• [WHAT YOU HAVE TO DO]: Which lines of the entries hold the string "images"? Copy each one.

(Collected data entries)

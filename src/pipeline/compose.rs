//! PDF composition: one page per image via pdfium.
//!
//! Each page is sized so one PDF point equals one source pixel, and the image
//! is scaled to fill it. A 1200×800 photo becomes a 1200×800 pt page; a
//! viewer at 100 % shows it at its native pixel size on a 72 DPI display.

use crate::error::ConvertError;
use crate::pipeline::decode::PageImage;
use pdfium_render::prelude::*;
use std::sync::Arc;
use tracing::debug;

/// Turns an ordered sequence of images into PDF bytes, one page each.
pub trait Composer: Send + Sync {
    fn compose(&self, pages: &[PageImage]) -> Result<Vec<u8>, ConvertError>;
}

/// [`Composer`] backed by pdfium.
pub struct PdfiumComposer {
    pdfium: Arc<Pdfium>,
}

impl PdfiumComposer {
    pub fn new(pdfium: Arc<Pdfium>) -> Self {
        Self { pdfium }
    }
}

fn compose_failed(context: &str, e: impl std::fmt::Debug) -> ConvertError {
    ConvertError::PdfComposeFailed {
        detail: format!("{context}: {e:?}"),
    }
}

impl Composer for PdfiumComposer {
    fn compose(&self, pages: &[PageImage]) -> Result<Vec<u8>, ConvertError> {
        if pages.is_empty() {
            return Err(ConvertError::PdfComposeFailed {
                detail: "no images to compose".into(),
            });
        }

        let mut document = self
            .pdfium
            .create_new_pdf()
            .map_err(|e| compose_failed("create document", e))?;

        for (idx, page_image) in pages.iter().enumerate() {
            let image = image::load_from_memory_with_format(&page_image.bytes, page_image.format.into())
                .map_err(|e| compose_failed(&format!("decode page {}", idx + 1), e))?;

            let width = PdfPoints::new(page_image.width as f32);
            let height = PdfPoints::new(page_image.height as f32);

            let mut page = document
                .pages_mut()
                .create_page_at_end(PdfPagePaperSize::Custom(width, height))
                .map_err(|e| compose_failed(&format!("create page {}", idx + 1), e))?;

            let mut image_object = PdfPageImageObject::new(&document, &image)
                .map_err(|e| compose_failed(&format!("embed page {}", idx + 1), e))?;
            image_object
                .scale(width.value, height.value)
                .map_err(|e| compose_failed(&format!("scale page {}", idx + 1), e))?;

            page.objects_mut()
                .add_object(PdfPageObject::Image(image_object))
                .map_err(|e| compose_failed(&format!("place page {}", idx + 1), e))?;

            debug!(
                "Composed page {} ({}x{} pt)",
                idx + 1,
                page_image.width,
                page_image.height
            );
        }

        document
            .save_to_bytes()
            .map_err(|e| compose_failed("save document", e))
    }
}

• [ANSWER BOX]:
/// Turns an ordered sequence of images into PDF bytes, one page each.
                detail: "no images to compose".into(),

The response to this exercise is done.